By the time the department eventually did release thousands of pages of materials on Friday evening – not the hundreds of thousands Blanche promised - many of the documents had been heavily or completely redacted. Other than a few pictures, the materials made no mention of Trump, even though attorney general Pam Bondi reportedly told Trump earlier this year his name was in the files.
The release underscores how the Trump administration is trying to balance both the demand to release the files – something encouraged in large part by the Maga base – while also obfuscating with a slow trickle of document dumps to prevent any embarrassment to Trump, who was friends with Epstein for years before they had a falling out. Blanche has said the department will continue to produce documents on a rolling basis in the coming weeks – a holiday period – a bet that Americans will simply tune out the story as it drags on.
Thomas Massie, a Kentucky Republican who sponsored the law to release the files, was one of many members of Congress to express outrage. He said on Twitter that the release “grossly fails to comply” with the statute.

The justice department did not immediately return a request for comment.
“The Trump Administration is the most transparent in history. By releasing thousands of pages of documents, cooperating with the House Oversight Committee’s subpoena request, and President Trump recently calling for further investigations into Epstein’s Democrat friends, the Trump Administration has done more for the victims than Democrats ever have,” Abigail Jackson, a White House spokesperson, said in a statement.
The Epstein Files Transparency Act, the law that mandates the release of the materials, requires attorney general Pam Bondi to submit within 15 days of the document release a report detailing all categories of the records and a summary of the redactions made and their legal basis. It’s unclear whether that report will be delayed since the records will be released on a rolling basis.

While Trump barely made an appearance in Friday’s release, Bill Clinton appears in several images. The Daily Wire, a Trump-friendly site, obtained a photo of Clinton and Epstein on Thursday, a day before the release. Photos of Clinton lounging in a pool and a hot tub were among those released on Friday.

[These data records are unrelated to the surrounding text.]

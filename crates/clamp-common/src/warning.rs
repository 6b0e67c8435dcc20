//! Deduplicated warnings.
//!
//! Styles, markup and clamp values that the workspace only partially
//! understands are reported once per unique message, so a truncation pass
//! that measures the same element hundreds of times does not flood the log.

use std::collections::HashSet;
use std::sync::{Mutex, PoisonError};

/// Global set of warnings we've already emitted (to deduplicate)
static WARNED: Mutex<Option<HashSet<String>>> = Mutex::new(None);

/// Warn about unsupported input (emitted once per unique message)
///
/// # Example
/// ```
/// use clamp_common::warning::warn_once;
///
/// warn_once("CSS", "unsupported unit 'vh' in line-height: 2vh");
/// ```
pub fn warn_once(component: &str, message: &str) {
    let key = format!("[{component}] {message}");
    let first_time = WARNED
        .lock()
        .unwrap_or_else(PoisonError::into_inner)
        .get_or_insert_with(HashSet::new)
        .insert(key);

    if first_time {
        tracing::warn!(component, "{message}");
    }
}

/// Returns true if this exact warning has already been emitted.
#[must_use]
pub fn was_warned(component: &str, message: &str) -> bool {
    let key = format!("[{component}] {message}");
    WARNED
        .lock()
        .unwrap_or_else(PoisonError::into_inner)
        .as_ref()
        .is_some_and(|set| set.contains(&key))
}

#[cfg(test)]
mod tests {
    use super::*;

    #[test]
    fn test_warn_once_records_message() {
        warn_once("test", "recorded message");
        assert!(was_warned("test", "recorded message"));
        assert!(!was_warned("test", "never emitted"));
    }

    #[test]
    fn test_components_are_distinct_keys() {
        warn_once("A", "same text");
        assert!(was_warned("A", "same text"));
        assert!(!was_warned("B", "same text"));
    }
}
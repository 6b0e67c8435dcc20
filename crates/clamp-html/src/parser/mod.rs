//! HTML fragment parsing and tree construction.

/// Fragment tree builder.
pub mod parser;

pub use parser::{FragmentParser, ParseIssue, parse_document, parse_fragment};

Justice department and White House spokespeople were quick to highlight the images on Twitter.
“Beloved Democrat president. The black box is added to protect a victim,” Gates McGavick, a justice department spokesperson, posted alongside a photo of Clinton in what seems to be a hot tub with another person whose face is redacted. Steven Cheung, the White House communications director, posted another photo of Clinton with someone whose face is redacted and, quoting the song Jumpman by Drake and Future, wrote “them boys is up to something”.

Angel Ureña, a Clinton spokesperson, released a statement on Friday saying the Trump administration was using the former president to try to distract from Trump’s connection to Epstein.
“The White House hasn’t been hiding these files for months only to dump them late on a Friday to protect Bill Clinton. This is about what comes next, or from what they’ll try and hide forever,” he said.
“So they can release as many 20-plus-year-old photos as they want, but this isn’t about Bill Clinton. Never has, never will be.”

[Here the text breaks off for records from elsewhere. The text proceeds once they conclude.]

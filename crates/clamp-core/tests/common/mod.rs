//! A scripted layout engine for driving the truncation engine without
//! real line breaking.

#![allow(dead_code)]

use clamp_css::LayoutEngine;
use clamp_dom::{DomTree, NodeId};

/// Heights are `ceil(chars / chars_per_line) * line_height`, counted over
/// the element's text content, or a fixed height when one is set.
pub struct ScriptedLayout {
    pub line_height: String,
    pub line_height_px: f32,
    pub chars_per_line: usize,
    pub fixed_height: Option<f32>,
    pub native: bool,
}

impl ScriptedLayout {
    pub fn new(chars_per_line: usize, line_height_px: f32) -> Self {
        Self {
            line_height: format!("{line_height_px}px"),
            line_height_px,
            chars_per_line,
            fixed_height: None,
            native: false,
        }
    }

    pub fn always(height: f32, line_height_px: f32) -> Self {
        Self {
            fixed_height: Some(height),
            ..Self::new(1, line_height_px)
        }
    }

    pub fn lines_for(&self, text: &str) -> usize {
        text.chars().count().div_ceil(self.chars_per_line)
    }
}

impl LayoutEngine for ScriptedLayout {
    fn computed_style(&self, tree: &DomTree, element: NodeId, property: &str) -> Option<String> {
        tree.as_element(element)?;
        match property {
            "line-height" => Some(self.line_height.clone()),
            "font-size" => Some("16px".to_string()),
            _ => None,
        }
    }

    fn scroll_height(&self, tree: &DomTree, element: NodeId) -> f32 {
        self.fixed_height.unwrap_or_else(|| {
            self.lines_for(&tree.text_content(element)) as f32 * self.line_height_px
        })
    }

    fn offset_height(&self, tree: &DomTree, element: NodeId) -> f32 {
        self.scroll_height(tree, element)
    }

    fn client_height(&self, tree: &DomTree, element: NodeId) -> f32 {
        self.scroll_height(tree, element)
    }

    fn supports_native_clamp(&self) -> bool {
        self.native
    }
}

/// A document with a single `<p>` holding `text` as one text node.
pub fn paragraph(text: &str) -> (DomTree, NodeId) {
    let mut tree = DomTree::new();
    let root = tree.root();
    let p = tree.alloc_element("p");
    tree.append_child(root, p);
    let text = tree.alloc_text(text);
    tree.append_child(p, text);
    (tree, p)
}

Several other celebrities appeared in the images released on Friday, including Mick Jagger, Michael Jackson, Richard Branson, Chris Tucker, David Copperfield and Kevin Spacey. Like Clinton, none has been accused of any crime in connection to Epstein. But their immediate appearance in the files benefits Trump, creating the impression that it was not unusual for famous men to hang out with Epstein.
Meanwhile, the strategy did not appease Democrats on Capitol Hill. The party’s leadership roundly decried the limited release, and some calls for Bondi’s ouster emerged.
“Now the coverup is out in the open. This is far from over,” the US representative Alexandria Ocasio-Cortez wrote on X. “Bondi should resign tonight.”